The invention provides a preparation method of an activated carbon fiber/graphene tube composite material. Then dipping the activated carbon fiber in concentrated nitric acid and carrying out ultrasound to obtain pretreated activated carbon fiber, dipping the pretreated activated carbon fiber in graphene oxide solution and carrying out ultrasound or oscillation, self-assembling graphene oxide on the surface of the activated carbon fiber to form a graphene tube, and finally drying to obtain the activated carbon fiber/graphene tube composite material, wherein the tube diameter of the graphene tube is 10-50 nm, and the specific surface area of the activated carbon fiber/graphene tube composite material reaches 1200-1500m2(ii) in terms of/g.
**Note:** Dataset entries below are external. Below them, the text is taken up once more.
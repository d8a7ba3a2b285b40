//! Dynamic form engine: the configuration model plus the renderer/validator.
//!
//! The two entry points the presentation layer needs are
//! [`fields_to_render`], which turns a stored configuration into the ordered
//! list of inputs to show, and [`validate_submission`], which checks raw
//! submitted values against the same configuration and normalizes them into
//! persistable candidate attributes. Everything per-field (labels, input
//! kinds, shape checks) comes from the descriptor table in [`catalog`].

mod catalog;

pub use catalog::{descriptor, FieldDescriptor, InputKind};

use std::collections::HashMap;
use std::collections::HashSet;

use serde::Serialize;
use thiserror::Error;

use crate::models::{
    ApplicationFormConfig, CandidateAttribute, FieldConfig, FieldKey, FieldValidation, FormSection,
    RequirementState, RequirementStates, FIELD_CATALOG,
};

/// Section title used for configurations derived from requirement states.
pub const DEFAULT_SECTION_TITLE: &str = "Minimum Profile Information Required";

/// Validation failures surfaced to the caller. The presentation layer keys
/// user-visible messages off the field; the engine never formats UI text.
#[derive(Debug, Clone, Error, PartialEq, Eq)]
pub enum ValidationError {
    #[error("missing required field: {field}")]
    MissingRequiredField { field: FieldKey },
    #[error("invalid value for {field}: {reason}")]
    InvalidFormat {
        field: FieldKey,
        reason: &'static str,
    },
    #[error("duplicate field key in form configuration: {field}")]
    DuplicateFieldKey { field: FieldKey },
}

impl ValidationError {
    /// The field the failure is about.
    pub fn field(&self) -> FieldKey {
        match self {
            ValidationError::MissingRequiredField { field }
            | ValidationError::InvalidFormat { field, .. }
            | ValidationError::DuplicateFieldKey { field } => *field,
        }
    }
}

/// Derive the field list for a form from per-field requirement states.
///
/// Keys in state `off` (or absent from the mapping) are excluded; the rest
/// appear exactly once, in canonical catalog order, with
/// `required = (state == mandatory)`.
pub fn derive_field_config(states: &RequirementStates) -> Vec<FieldConfig> {
    FIELD_CATALOG
        .iter()
        .filter_map(|&key| {
            let required = match states.get(&key) {
                Some(RequirementState::Mandatory) => true,
                Some(RequirementState::Optional) => false,
                Some(RequirementState::Off) | None => return None,
            };
            Some(FieldConfig {
                key,
                validation: FieldValidation { required },
            })
        })
        .collect()
}

/// Build the single-section configuration the admin flow produces.
pub fn config_from_states(states: &RequirementStates) -> ApplicationFormConfig {
    ApplicationFormConfig {
        sections: vec![FormSection {
            title: DEFAULT_SECTION_TITLE.to_string(),
            fields: derive_field_config(states),
        }],
    }
}

/// Concatenate every section's field list, section order first, field order
/// within section. Multi-section configurations are supported even though
/// the current producer emits a single section.
pub fn flatten_fields(config: &ApplicationFormConfig) -> Vec<&FieldConfig> {
    config
        .sections
        .iter()
        .flat_map(|s| s.fields.iter())
        .collect()
}

/// Enforce the at-most-once-per-key invariant across all sections.
///
/// Configurations built by [`derive_field_config`] cannot violate it; this
/// guards configurations accepted over the wire before they replace a
/// stored one.
pub fn check_unique_keys(config: &ApplicationFormConfig) -> Result<(), ValidationError> {
    let mut seen = HashSet::new();
    for field in flatten_fields(config) {
        if !seen.insert(field.key) {
            return Err(ValidationError::DuplicateFieldKey { field: field.key });
        }
    }
    Ok(())
}

/// One input the UI should render, in form order.
#[derive(Debug, Clone, Serialize, PartialEq, Eq)]
pub struct RenderField {
    pub key: FieldKey,
    pub label: &'static str,
    pub required: bool,
    pub input: InputKind,
    #[serde(skip_serializing_if = "no_options")]
    pub options: &'static [&'static str],
}

fn no_options(options: &&'static [&'static str]) -> bool {
    options.is_empty()
}

/// Resolve a configuration into the ordered render contract for the UI.
pub fn fields_to_render(config: &ApplicationFormConfig) -> Vec<RenderField> {
    flatten_fields(config)
        .into_iter()
        .map(|f| {
            let d = descriptor(f.key);
            RenderField {
                key: f.key,
                label: d.label,
                required: f.validation.required,
                input: d.input,
                options: d.options,
            }
        })
        .collect()
}

/// Validate raw submitted values against a configuration and normalize them
/// into candidate attributes.
///
/// Values are trimmed before inspection. Non-empty values are shape-checked
/// first, so an optional field with a malformed value still fails. An empty
/// required field fails immediately; validation is fail-fast, first error
/// wins. Empty optional fields are omitted without advancing the 1-based
/// order counter. On success, the returned sequence is exactly what gets
/// persisted.
pub fn validate_submission(
    config: &ApplicationFormConfig,
    raw_values: &HashMap<FieldKey, String>,
) -> Result<Vec<CandidateAttribute>, ValidationError> {
    let mut attributes = Vec::new();

    for field in flatten_fields(config) {
        let value = raw_values
            .get(&field.key)
            .map(|v| v.trim())
            .unwrap_or_default();

        if !value.is_empty() {
            let d = descriptor(field.key);
            if let Some(check) = d.shape {
                if let Err(reason) = check(value) {
                    return Err(ValidationError::InvalidFormat {
                        field: field.key,
                        reason,
                    });
                }
            }
            attributes.push(CandidateAttribute {
                key: field.key.as_str().to_string(),
                label: d.label.to_string(),
                value: value.to_string(),
                order: attributes.len() as u32 + 1,
            });
        } else if field.validation.required {
            return Err(ValidationError::MissingRequiredField { field: field.key });
        }
    }

    Ok(attributes)
}
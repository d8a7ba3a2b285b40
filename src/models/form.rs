//! Application form configuration model.
//!
//! An admin declares, per job, which candidate-profile fields the application
//! form carries and whether each one is required. The catalog of profile
//! fields is closed; extending it means adding a variant here and a
//! descriptor in the form engine.

use std::collections::HashMap;

use serde::{Deserialize, Serialize};

/// Enumerated identifier for a candidate-profile attribute.
#[derive(Debug, Clone, Copy, Serialize, Deserialize, PartialEq, Eq, Hash)]
#[serde(rename_all = "snake_case")]
pub enum FieldKey {
    FullName,
    PhotoProfile,
    Gender,
    Domicile,
    Email,
    PhoneNumber,
    LinkedinLink,
    DateOfBirth,
}

/// Canonical catalog order. Derived field lists always follow this order,
/// never the iteration order of an input mapping.
pub const FIELD_CATALOG: [FieldKey; 8] = [
    FieldKey::FullName,
    FieldKey::PhotoProfile,
    FieldKey::Gender,
    FieldKey::Domicile,
    FieldKey::Email,
    FieldKey::PhoneNumber,
    FieldKey::LinkedinLink,
    FieldKey::DateOfBirth,
];

impl FieldKey {
    pub fn as_str(&self) -> &'static str {
        match self {
            FieldKey::FullName => "full_name",
            FieldKey::PhotoProfile => "photo_profile",
            FieldKey::Gender => "gender",
            FieldKey::Domicile => "domicile",
            FieldKey::Email => "email",
            FieldKey::PhoneNumber => "phone_number",
            FieldKey::LinkedinLink => "linkedin_link",
            FieldKey::DateOfBirth => "date_of_birth",
        }
    }

    pub fn from_str(s: &str) -> Option<Self> {
        match s {
            "full_name" => Some(FieldKey::FullName),
            "photo_profile" => Some(FieldKey::PhotoProfile),
            "gender" => Some(FieldKey::Gender),
            "domicile" => Some(FieldKey::Domicile),
            "email" => Some(FieldKey::Email),
            "phone_number" => Some(FieldKey::PhoneNumber),
            "linkedin_link" => Some(FieldKey::LinkedinLink),
            "date_of_birth" => Some(FieldKey::DateOfBirth),
            _ => None,
        }
    }
}

impl std::fmt::Display for FieldKey {
    fn fmt(&self, f: &mut std::fmt::Formatter<'_>) -> std::fmt::Result {
        f.write_str(self.as_str())
    }
}

/// Per-field tri-state governing inclusion and requiredness in a form.
///
/// `Off` excludes the field from the rendered form and from validation
/// entirely; `Optional` shows it without enforcing a value; `Mandatory`
/// rejects submissions where the value is absent or empty.
#[derive(Debug, Clone, Copy, Serialize, Deserialize, PartialEq, Eq)]
#[serde(rename_all = "snake_case")]
pub enum RequirementState {
    Mandatory,
    Optional,
    Off,
}

/// Validation rule attached to a field configuration.
#[derive(Debug, Clone, Copy, Default, Serialize, Deserialize, PartialEq, Eq)]
pub struct FieldValidation {
    #[serde(default)]
    pub required: bool,
}

/// A field key paired with its validation rule.
#[derive(Debug, Clone, Serialize, Deserialize, PartialEq, Eq)]
pub struct FieldConfig {
    pub key: FieldKey,
    #[serde(default)]
    pub validation: FieldValidation,
}

/// One titled section of an application form.
#[derive(Debug, Clone, Serialize, Deserialize, PartialEq, Eq)]
pub struct FormSection {
    pub title: String,
    pub fields: Vec<FieldConfig>,
}

/// Ordered sections of field configurations attached to a job.
///
/// Invariant: a [`FieldKey`] appears at most once across all sections.
/// Constructed configurations are checked via
/// [`crate::form::check_unique_keys`]; configurations arriving over the wire
/// are checked at acceptance time before they replace a stored one.
#[derive(Debug, Clone, Serialize, Deserialize, PartialEq, Eq)]
pub struct ApplicationFormConfig {
    pub sections: Vec<FormSection>,
}

/// Per-job configuration envelope. Currently only the application form.
#[derive(Debug, Clone, Serialize, Deserialize, PartialEq, Eq)]
pub struct JobConfig {
    pub application_form: ApplicationFormConfig,
}

/// Mapping an admin submits when configuring a job's form. Keys absent from
/// the mapping are treated as `Off`.
pub type RequirementStates = HashMap<FieldKey, RequirementState>;
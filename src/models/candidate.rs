//! Candidate model: validated submissions persisted per job.

use std::collections::HashMap;

use serde::{Deserialize, Serialize};

use super::form::FieldKey;

/// A single submitted value.
///
/// The label is snapshotted at submission time rather than joined live from
/// the form configuration: the configuration may change after submission,
/// and historical submissions must stay legible with the labels in force
/// when they were made.
#[derive(Debug, Clone, Serialize, Deserialize, PartialEq, Eq)]
pub struct CandidateAttribute {
    pub key: String,
    pub label: String,
    pub value: String,
    /// 1-based position within the submission, no gaps.
    pub order: u32,
}

/// A submitted application. Append-only: never mutated or deleted.
#[derive(Debug, Clone, Serialize, Deserialize)]
pub struct Candidate {
    pub id: String,
    pub job_id: String,
    pub attributes: Vec<CandidateAttribute>,
    pub applied_at: String,
}

/// Request body for submitting an application.
///
/// Values are raw form inputs keyed by field; the captured photo token from
/// the camera collaborator travels here like any other value.
#[derive(Debug, Clone, Deserialize)]
pub struct ApplyRequest {
    #[serde(default)]
    pub values: HashMap<FieldKey, String>,
}
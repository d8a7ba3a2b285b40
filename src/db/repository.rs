//! Repository over the key-value store.
//!
//! Jobs (with their form configurations) and candidates live in two
//! namespaced JSON documents, mirrored into typed state structs on every
//! operation. Access is read-modify-write without concurrency control: the
//! target deployment is one admin or applicant at a time per store.

use std::collections::HashMap;
use std::sync::Arc;

use serde::{Deserialize, Serialize};

use crate::errors::AppError;
use crate::form;
use crate::ids::{new_candidate_id, new_job_id, slugify};
use crate::models::{
    Candidate, CandidateAttribute, CreateJobRequest, Job, JobConfig, JobFilter, JobSort,
    UpdateJobRequest,
};

const JOBS_NS: &str = "jobs";
const CANDIDATES_NS: &str = "candidates";
const SEEDED_NS: &str = "seeded";

#[derive(Debug, Default, Serialize, Deserialize)]
struct JobsState {
    jobs: Vec<Job>,
    configs: HashMap<String, JobConfig>,
}

#[derive(Debug, Default, Serialize, Deserialize)]
struct CandidatesState {
    by_job: HashMap<String, Vec<Candidate>>,
}

/// Repository for all job and candidate operations.
#[derive(Clone)]
pub struct Repository {
    store: Arc<dyn super::Store>,
}

impl Repository {
    pub fn new(store: Arc<dyn super::Store>) -> Self {
        Self { store }
    }

    async fn read_jobs(&self) -> Result<JobsState, AppError> {
        match self.store.read(JOBS_NS).await? {
            Some(value) => Ok(serde_json::from_value(value)?),
            None => Ok(JobsState::default()),
        }
    }

    async fn write_jobs(&self, state: &JobsState) -> Result<(), AppError> {
        self.store
            .write(JOBS_NS, serde_json::to_value(state)?)
            .await
    }

    async fn read_candidates(&self) -> Result<CandidatesState, AppError> {
        match self.store.read(CANDIDATES_NS).await? {
            Some(value) => Ok(serde_json::from_value(value)?),
            None => Ok(CandidatesState::default()),
        }
    }

    async fn write_candidates(&self, state: &CandidatesState) -> Result<(), AppError> {
        self.store
            .write(CANDIDATES_NS, serde_json::to_value(state)?)
            .await
    }

    // ==================== JOB OPERATIONS ====================

    /// List jobs with optional keyword/status filters and a sort order.
    pub async fn list_jobs(&self, filter: &JobFilter) -> Result<Vec<Job>, AppError> {
        let state = self.read_jobs().await?;
        let mut jobs = state.jobs;

        if let Some(status) = filter.status {
            jobs.retain(|j| j.status == status);
        }
        if let Some(keyword) = &filter.keyword {
            let q = keyword.to_lowercase();
            jobs.retain(|j| {
                [&j.title, &j.department, &j.company]
                    .iter()
                    .any(|s| s.to_lowercase().contains(&q))
            });
        }

        match filter.sort {
            JobSort::Title => jobs.sort_by(|a, b| a.title.cmp(&b.title)),
            // RFC 3339 timestamps sort correctly as strings.
            JobSort::Oldest => jobs.sort_by(|a, b| a.created_at.cmp(&b.created_at)),
            JobSort::Newest => jobs.sort_by(|a, b| b.created_at.cmp(&a.created_at)),
        }

        Ok(jobs)
    }

    /// Get a job by ID.
    pub async fn get_job(&self, id: &str) -> Result<Option<Job>, AppError> {
        let state = self.read_jobs().await?;
        Ok(state.jobs.into_iter().find(|j| j.id == id))
    }

    /// Get a job by its public slug.
    pub async fn get_job_by_slug(&self, slug: &str) -> Result<Option<Job>, AppError> {
        let state = self.read_jobs().await?;
        Ok(state.jobs.into_iter().find(|j| j.slug == slug))
    }

    /// Get a job's form configuration.
    pub async fn get_job_config(&self, job_id: &str) -> Result<Option<JobConfig>, AppError> {
        let state = self.read_jobs().await?;
        Ok(state.configs.get(job_id).cloned())
    }

    /// Create a job together with the form configuration derived from its
    /// requirement states.
    pub async fn create_job(&self, request: &CreateJobRequest) -> Result<Job, AppError> {
        let mut state = self.read_jobs().await?;

        let config = JobConfig {
            application_form: form::config_from_states(&request.field_states),
        };

        let id = new_job_id();
        let slug = unique_slug(&state.jobs, &request.title);
        let now = chrono::Utc::now().to_rfc3339();

        let mut salary_range = request.salary_range.clone();
        if salary_range
            .display_text
            .as_deref()
            .unwrap_or("")
            .is_empty()
        {
            salary_range.display_text = Some(crate::format::salary_text(&salary_range));
        }

        let job = Job {
            id: id.clone(),
            slug,
            title: request.title.clone(),
            department: request.department.clone(),
            company: request.company.clone(),
            status: request.status,
            salary_range,
            description: request.description.clone(),
            created_at: now,
        };

        state.jobs.push(job.clone());
        state.configs.insert(id, config);
        self.write_jobs(&state).await?;

        tracing::info!(job_id = %job.id, slug = %job.slug, status = job.status.as_str(), "created job");
        Ok(job)
    }

    /// Partially update a job. The slug is never recomputed.
    pub async fn update_job(&self, id: &str, request: &UpdateJobRequest) -> Result<Job, AppError> {
        let mut state = self.read_jobs().await?;
        let job = state
            .jobs
            .iter_mut()
            .find(|j| j.id == id)
            .ok_or_else(|| AppError::NotFound(format!("Job {} not found", id)))?;

        if let Some(title) = &request.title {
            job.title = title.clone();
        }
        if let Some(department) = &request.department {
            job.department = department.clone();
        }
        if let Some(company) = &request.company {
            job.company = company.clone();
        }
        if let Some(status) = request.status {
            job.status = status;
        }
        if let Some(salary_range) = &request.salary_range {
            job.salary_range = salary_range.clone();
        }
        if let Some(description) = &request.description {
            job.description = description.clone();
        }

        let updated = job.clone();
        self.write_jobs(&state).await?;
        Ok(updated)
    }

    /// Replace a job's form configuration. The at-most-once-per-key
    /// invariant is enforced before anything is written.
    pub async fn save_job_config(&self, job_id: &str, config: JobConfig) -> Result<(), AppError> {
        let mut state = self.read_jobs().await?;
        if !state.jobs.iter().any(|j| j.id == job_id) {
            return Err(AppError::NotFound(format!("Job {} not found", job_id)));
        }

        form::check_unique_keys(&config.application_form)?;

        state.configs.insert(job_id.to_string(), config);
        self.write_jobs(&state).await?;
        Ok(())
    }

    // ==================== CANDIDATE OPERATIONS ====================

    /// List candidates for a job, most recent first.
    pub async fn list_candidates(&self, job_id: &str) -> Result<Vec<Candidate>, AppError> {
        let state = self.read_candidates().await?;
        Ok(state.by_job.get(job_id).cloned().unwrap_or_default())
    }

    /// Append a validated submission to a job's candidate collection.
    ///
    /// The attributes are persisted exactly as the validator produced them.
    pub async fn add_candidate(
        &self,
        job_id: &str,
        attributes: Vec<CandidateAttribute>,
    ) -> Result<Candidate, AppError> {
        let mut state = self.read_candidates().await?;

        let candidate = Candidate {
            id: new_candidate_id(),
            job_id: job_id.to_string(),
            attributes,
            applied_at: chrono::Utc::now().to_rfc3339(),
        };

        state
            .by_job
            .entry(job_id.to_string())
            .or_default()
            .insert(0, candidate.clone());
        self.write_candidates(&state).await?;

        tracing::info!(candidate_id = %candidate.id, job_id = %job_id, "stored application");
        Ok(candidate)
    }

    // ==================== SEED FLAG ====================

    pub async fn is_seeded(&self) -> Result<bool, AppError> {
        Ok(matches!(
            self.store.read(SEEDED_NS).await?,
            Some(serde_json::Value::Bool(true))
        ))
    }

    pub async fn mark_seeded(&self) -> Result<(), AppError> {
        self.store
            .write(SEEDED_NS, serde_json::Value::Bool(true))
            .await
    }
}

/// Slug derived from the title, suffixed with `-2`, `-3`, ... when another
/// job already claimed it.
fn unique_slug(jobs: &[Job], title: &str) -> String {
    let mut base = slugify(title);
    if base.is_empty() {
        base = "job".to_string();
    }

    if !jobs.iter().any(|j| j.slug == base) {
        return base;
    }
    let mut n = 2;
    loop {
        let candidate = format!("{}-{}", base, n);
        if !jobs.iter().any(|j| j.slug == candidate) {
            return candidate;
        }
        n += 1;
    }
}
The activated carbon fiber/graphene tube composite material has excellent adsorption performance on persistent organic pollutants. The method is simple and easy to implement, safe and environment-friendly, and has great application value.

Description

Preparation method of activated carbon fiber/graphene tube composite material
Technical Field
The invention relates to the technical field of nano composite materials, in particular to an activated carbon fiber/graphene tube composite material and a preparation method thereof.
Background
The persistent organic pollutant is toxic refractory organic matter, has high chemical stability, and has carcinogenic, teratogenic and mutagenic effects. It is directly harmful to human health, and also seriously damages water, soil and ecological environment, causing unthinkable consequences. The adsorption method has the advantages of low cost, simple operation and high speed, and is considered to be an effective method for treating the persistent organic pollutants in the water body. The performance of the adsorbent in the adsorption method is the most critical. Thus, the development of high efficiency adsorbents has been the focus of research in this field.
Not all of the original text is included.